Position after 36.Rg4

[36.Qg4 "I have to admit that for a couple of seconds I was looking at Qg4." - Carlsen. "It's like to play for a win?" asked Grischuk. "Yes" - Carlsen. "Ah" - Grischuk. "But I mean if I can consolidate. Then...." - Carlsen. "But you don't have extra pawn." - Grischuk. 36...f6 drops the house for black. Carlsen clearly wasn't seeing things very clearly in extreme time pressure. But finished with "Obviously white is not better." - Carlsen. (36...Qxg4 37.Rxg4 is better for black.) ]

36...Qc1+

[36...Ra8 "I thought maybe I win brilliancy prize with Ra8 but it doesn't work." - Grischuk. 37.Rxf4 Ra1+ 38.Kg2 gxf4+ 39.Ng5 Rxg5+ 40.Kf3 and the king escapes.]

37.Rg1 Qf4 38.Rg4 Qc1+ 39.Rg1 Qf4 40.Rg4 Qc1+

Draw agreed. Both seemed more or less happy with the result. Alexander said "Both players overestimated their position most likely both thinking they were better. He thought that he was better but needed to avoid a lot of traps." Maxim Dlugy summarising Grischuk's final comments on the game.

1/2-1/2

Fabiano Caruana beat Evgeny Tomashevsky

Fabiano Caruana

Fabiano Caruana Photo © http://video.russiachess.org.

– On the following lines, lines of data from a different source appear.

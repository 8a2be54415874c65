//! PCR composite: the canonical byte encoding of a selected set of PCRs
//! that gets hashed into a Quote's digest slot.
//!
//! ```text
//! uint16 size           = 3           (big-endian)
//! uint8[3] bitmap                     (bit i%8 of byte i/8 set iff PCR i selected)
//! uint32 valueSize                    (big-endian, = 20 * popcount(bitmap))
//! uint8[valueSize] concatenatedValues (values sorted ascending by PCR id)
//! ```

use crate::error::{QuoteError, QuoteResult};
use crate::pcr::{Pcr, MAX_PCR_ID};
use sha1::{Digest, Sha1};

const BITMAP_SIZE: usize = 3;
const PCR_VALUE_LEN: usize = 20;
const HEADER_LEN: usize = 2 + BITMAP_SIZE + 4;

/// A built PCR composite: the selection bitmap and the concatenated
/// values of the selected PCRs, in ascending id order.
#[derive(Clone, Debug, PartialEq, Eq)]
pub struct PcrComposite {
    bitmap: [u8; BITMAP_SIZE],
    values: Vec<u8>,
}

impl PcrComposite {
    /// Build a composite from a set of PCRs. Rejects ids outside
    /// `[0, 23]` and duplicate ids.
    pub fn build(pcrs: &[Pcr]) -> QuoteResult<Self> {
        let mut sorted: Vec<&Pcr> = pcrs.iter().collect();
        sorted.sort_by_key(|p| p.id);

        let mut bitmap = [0u8; BITMAP_SIZE];
        let mut values = Vec::with_capacity(sorted.len() * PCR_VALUE_LEN);
        let mut seen = [false; (MAX_PCR_ID as usize) + 1];

        for pcr in sorted {
            if pcr.id > MAX_PCR_ID {
                return Err(QuoteError::InvalidPcrId(pcr.id));
            }
            if seen[pcr.id as usize] {
                return Err(QuoteError::DuplicatePcrId(pcr.id));
            }
            seen[pcr.id as usize] = true;

            let byte_index = (pcr.id / 8) as usize;
            let bit_index = pcr.id % 8;
            bitmap[byte_index] |= 1 << bit_index;
            values.extend_from_slice(&pcr.value);
        }

        Ok(Self { bitmap, values })
    }

    /// The 3-byte selection bitmap.
    pub fn bitmap(&self) -> [u8; BITMAP_SIZE] {
        self.bitmap
    }

    /// The concatenated PCR values, ascending by id.
    pub fn values(&self) -> &[u8] {
        &self.values
    }

    /// Number of PCRs selected by this composite.
    pub fn selected_count(&self) -> u32 {
        self.bitmap.iter().map(|b| b.count_ones()).sum()
    }

    /// Serialize to the exact TPM 1.2 wire encoding.
    pub fn to_bytes(&self) -> Vec<u8> {
        let mut out = Vec::with_capacity(HEADER_LEN + self.values.len());
        out.extend_from_slice(&3u16.to_be_bytes());
        out.extend_from_slice(&self.bitmap);
        out.extend_from_slice(&(self.values.len() as u32).to_be_bytes());
        out.extend_from_slice(&self.values);
        out
    }

    /// Parse the exact TPM 1.2 wire encoding back into bitmap + values.
    pub fn from_bytes(buf: &[u8]) -> QuoteResult<Self> {
        if buf.len() < HEADER_LEN {
            return Err(QuoteError::MalformedEncoding {
                expected: HEADER_LEN,
                actual: buf.len(),
            });
        }
        let size = u16::from_be_bytes([buf[0], buf[1]]);
        if size as usize != BITMAP_SIZE {
            return Err(QuoteError::MalformedEncoding {
                expected: BITMAP_SIZE,
                actual: size as usize,
            });
        }
        let mut bitmap = [0u8; BITMAP_SIZE];
        bitmap.copy_from_slice(&buf[2..2 + BITMAP_SIZE]);

        let value_size_offset = 2 + BITMAP_SIZE;
        let value_size = u32::from_be_bytes([
            buf[value_size_offset],
            buf[value_size_offset + 1],
            buf[value_size_offset + 2],
            buf[value_size_offset + 3],
        ]) as usize;

        let values_offset = value_size_offset + 4;
        let expected_total = values_offset + value_size;
        if buf.len() != expected_total {
            return Err(QuoteError::MalformedEncoding {
                expected: expected_total,
                actual: buf.len(),
            });
        }

        let values = buf[values_offset..].to_vec();
        Ok(Self { bitmap, values })
    }

    /// SHA-1 digest of the wire encoding — the value stored in a Quote's
    /// `digest` slot.
    pub fn digest(&self) -> [u8; PCR_VALUE_LEN] {
        let mut hasher = Sha1::new();
        hasher.update(self.to_bytes());
        hasher.finalize().into()
    }
}

#[cfg(test)]
mod tests {
    use super::*;

    fn pcr(id: u8, fill: u8) -> Pcr {
        Pcr::new(id, vec![fill; PCR_VALUE_LEN])
    }

    #[test]
    fn round_trip_preserves_bitmap_and_values() {
        for subset in [vec![0u8], vec![7], vec![0, 7, 23], vec![], (0..24).collect()] {
            let pcrs: Vec<Pcr> = subset.iter().map(|&id| pcr(id, id)).collect();
            let built = PcrComposite::build(&pcrs).unwrap();
            let bytes = built.to_bytes();
            let parsed = PcrComposite::from_bytes(&bytes).unwrap();
            assert_eq!(built, parsed);
        }
    }

    #[test]
    fn composite_length_invariant() {
        let pcrs = vec![pcr(0, 1), pcr(7, 2), pcr(23, 3)];
        let composite = PcrComposite::build(&pcrs).unwrap();
        assert_eq!(composite.selected_count(), 3);
        assert_eq!(composite.to_bytes().len(), HEADER_LEN + 3 * PCR_VALUE_LEN);
    }

    #[test]
    fn scenario_s4_bitmap_and_length() {
        let pcrs = vec![pcr(0, 0xAA), pcr(7, 0xBB), pcr(23, 0xCC)];
        let composite = PcrComposite::build(&pcrs).unwrap();
        assert_eq!(composite.bitmap(), [0x81, 0x00, 0x80]);
        assert_eq!(composite.values().len(), 60);
        assert_eq!(composite.to_bytes().len(), 69);
    }

    #[test]
    fn rejects_invalid_and_duplicate_ids() {
        assert_eq!(
            PcrComposite::build(&[pcr(24, 1)]).unwrap_err(),
            QuoteError::InvalidPcrId(24)
        );
        assert_eq!(
            PcrComposite::build(&[pcr(1, 1), pcr(1, 2)]).unwrap_err(),
            QuoteError::DuplicatePcrId(1)
        );
    }
}
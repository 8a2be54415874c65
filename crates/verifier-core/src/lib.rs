//! Verifier core: the prover registry, challenge generation, the
//! attestation scheduler, and the outbound transport capability they
//! share.
//!
//! Registration itself (`RegisterNewEK`/`RegisterNewAK`) is exposed as
//! free functions taking a [`registry::Registry`] and an
//! [`attest_pki::ManufacturerTrustStore`] rather than methods on a
//! "Verifier" god object — the transport boundary (`services/verifier`)
//! owns the HTTP-handler glue and calls straight into these.

pub mod challenge;
pub mod config;
pub mod error;
pub mod pcr_db;
pub mod registry;
pub mod scheduler;
pub mod transport;

pub use challenge::generate as generate_challenge;
pub use config::VerifierConfig;
pub use error::{VerifierError, VerifierResult};
pub use pcr_db::{FileDb, PcrSource};
pub use registry::{ProverRecord, Registry};
pub use scheduler::Scheduler;
pub use transport::{AttestationTransport, ReqwestTransport};

use attest_pki::ManufacturerTrustStore;
use attest_tpm::{AttestationKey, EndorsementKeyWire};

/// `RegisterNewEK`: verify the EK certificate's manufacturer chain
/// (non-fatal ASN.1 issues are tolerated and logged, matching the
/// original's `x509.IsFatal` policy — see `attest_pki::ManufacturerTrustStore::verify`),
/// then insert into the registry.
pub fn register_new_ek(
    registry: &Registry,
    trust_store: &ManufacturerTrustStore,
    name: String,
    endpoint: String,
    port: String,
    ek_wire: EndorsementKeyWire,
) -> VerifierResult<()> {
    let ek = ek_wire
        .into_ek()
        .map_err(|e| VerifierError::MalformedResponse(e.to_string()))?;
    trust_store.verify(ek.certificate())?;
    registry.put_ek(name, endpoint, port, ek)
}

/// `RegisterNewAK`: look up the prover by its already-registered EK and
/// attach the AK, rejecting duplicates and AK-before-EK ordering.
pub fn register_new_ak(
    registry: &Registry,
    ek_wire: EndorsementKeyWire,
    ak: AttestationKey,
) -> VerifierResult<()> {
    let ek = ek_wire
        .into_ek()
        .map_err(|e| VerifierError::MalformedResponse(e.to_string()))?;
    registry.put_ak(ek.public_key(), ak)
}
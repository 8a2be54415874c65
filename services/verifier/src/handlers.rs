//! The verifier's three inbound endpoints. Thin by design: deserialize,
//! call into `attest-verifier-core`, serialize the result or map the
//! error to a status code. No protocol logic lives here.

use crate::state::AppState;
use attest_transport::{InitializationParams, RegisterAkRequest, RegisterEkRequest};
use attest_verifier_core::VerifierError;
use axum::extract::State;
use axum::http::StatusCode;
use axum::Json;
use std::sync::Arc;

/// `GET /getNewEdgeInitParameters`.
pub async fn get_new_edge_init_parameters(
    State(state): State<Arc<AppState>>,
) -> Json<InitializationParams> {
    Json(InitializationParams {
        owner_password: state.config.owner_password.clone(),
        user_password: state.config.user_password.clone(),
    })
}

/// `POST /registerNewEK`: 400 on missing fields, 500 on internal
/// failure (including a legitimate duplicate-registration rejection —
/// the verifier's own idempotent-restart path is the only caller that
/// suppresses that particular error).
pub async fn register_new_ek(
    State(state): State<Arc<AppState>>,
    Json(request): Json<RegisterEkRequest>,
) -> Result<Json<&'static str>, StatusCode> {
    if request.name.is_empty() || request.endpoint.is_empty() || request.port.is_empty() {
        return Err(StatusCode::BAD_REQUEST);
    }

    attest_verifier_core::register_new_ek(
        &state.registry,
        &state.trust_store,
        request.name,
        request.endpoint,
        request.port,
        request.ek,
    )
    .map_err(map_registration_error)?;

    Ok(Json("success"))
}

/// `POST /registerNewAK`: 400 on missing fields, 500 on internal
/// failure.
pub async fn register_new_ak(
    State(state): State<Arc<AppState>>,
    Json(request): Json<RegisterAkRequest>,
) -> Result<Json<&'static str>, StatusCode> {
    if request.ak.blob.is_empty() {
        return Err(StatusCode::BAD_REQUEST);
    }

    attest_verifier_core::register_new_ak(&state.registry, request.ek, request.ak)
        .map_err(map_registration_error)?;

    Ok(Json("success"))
}

fn map_registration_error(err: VerifierError) -> StatusCode {
    tracing::error!(error = %err, "registration rejected");
    match err {
        VerifierError::MalformedResponse(_) | VerifierError::MissingEk | VerifierError::MissingAk => {
            StatusCode::BAD_REQUEST
        }
        _ => StatusCode::INTERNAL_SERVER_ERROR,
    }
}
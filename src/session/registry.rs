//! # Session Registry
//!
//! One persisted row per logical queue name recording the conversation reused
//! by the persistent-reuse strategy. Rows live in the transport's store and are
//! only touched inside a transaction holding the queue's row lock.

use serde::{Deserialize, Serialize};

use crate::transport::{EndpointHandle, SessionId, SessionRecordStore, TransportError, TransportResult};

/// SessionRecord maps a queue name to its long-lived conversation
/// Maps to the `tasker_session_registry` table
#[derive(Debug, Clone, PartialEq, Eq, Serialize, Deserialize)]
pub struct SessionRecord {
    pub queue_name: String,
    pub local_handle: EndpointHandle,
    /// Populated once, in the transaction of the first send
    pub peer_handle: Option<EndpointHandle>,
    pub session_id: Option<SessionId>,
}

impl SessionRecord {
    pub fn new(queue_name: impl Into<String>, local_handle: EndpointHandle) -> Self {
        Self {
            queue_name: queue_name.into(),
            local_handle,
            peer_handle: None,
            session_id: None,
        }
    }

    /// Whether the paired endpoint has been recorded
    pub fn is_resolved(&self) -> bool {
        self.peer_handle.is_some() && self.session_id.is_some()
    }

    /// Lock and read the row for a queue name
    ///
    /// Blocks while another transaction holds the row; the lock is then held
    /// until this transaction ends.
    pub async fn find_for_update<S>(store: &mut S, queue_name: &str) -> TransportResult<Option<Self>>
    where
        S: SessionRecordStore + ?Sized,
    {
        store.lock_session_record(queue_name).await
    }

    /// Insert a row for a freshly opened conversation
    pub async fn create<S>(
        store: &mut S,
        queue_name: &str,
        local_handle: EndpointHandle,
    ) -> TransportResult<Self>
    where
        S: SessionRecordStore + ?Sized,
    {
        let record = Self::new(queue_name, local_handle);
        store.insert_session_record(&record).await?;
        Ok(record)
    }

    /// Record the paired endpoint. A row is resolved exactly once; resolving
    /// again with the same values is a no-op.
    pub async fn attach_peer<S>(
        &mut self,
        store: &mut S,
        peer_handle: EndpointHandle,
        session_id: SessionId,
    ) -> TransportResult<()>
    where
        S: SessionRecordStore + ?Sized,
    {
        match (self.peer_handle, self.session_id) {
            (Some(peer), Some(session)) if peer == peer_handle && session == session_id => {
                return Ok(())
            }
            (None, None) => {}
            _ => {
                return Err(TransportError::internal(format!(
                    "session record for '{}' already resolved to a different peer",
                    self.queue_name
                )))
            }
        }

        let mut updated = self.clone();
        updated.peer_handle = Some(peer_handle);
        updated.session_id = Some(session_id);
        store.update_session_record(&updated).await?;
        *self = updated;
        Ok(())
    }

    /// Delete the row for a queue name. Requires the row lock.
    pub async fn delete<S>(store: &mut S, queue_name: &str) -> TransportResult<bool>
    where
        S: SessionRecordStore + ?Sized,
    {
        store.delete_session_record(queue_name).await
    }

    /// Queue names with a committed row
    pub async fn list_queue_names<S>(store: &mut S) -> TransportResult<Vec<String>>
    where
        S: SessionRecordStore + ?Sized,
    {
        store.list_session_queues().await
    }
}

Fabiano Caruana and Evgeny Tomashevsky seemed to unwittingly follow the game Cheparinov-Aronian from 2008 in a Ruy Lopez Anti-Marshall. We were only allowed to see Caruana's analysis half way through but he didn't seem to know the game. Aronian managed to hold the draw, Tomashevsky in spite of using a lot of time did not with Caruana easily breaking out of the bind that he was in to win in 32 moves.

Caruana,Fabiano - Tomashevsky,Evgeny [C88]
7th Tal Memorial Moscow RUS (4.5), 12.06.2012

1.e4 e5 2.Nf3 Nc6 3.Bb5 a6 4.Ba4 Nf6 5.0-0 Be7 6.Re1 b5 7.Bb3 0-0 8.a4 b4 9.d3 d6 10.Nbd2 Na5

Trying to take advantage of white's decision not to play a5.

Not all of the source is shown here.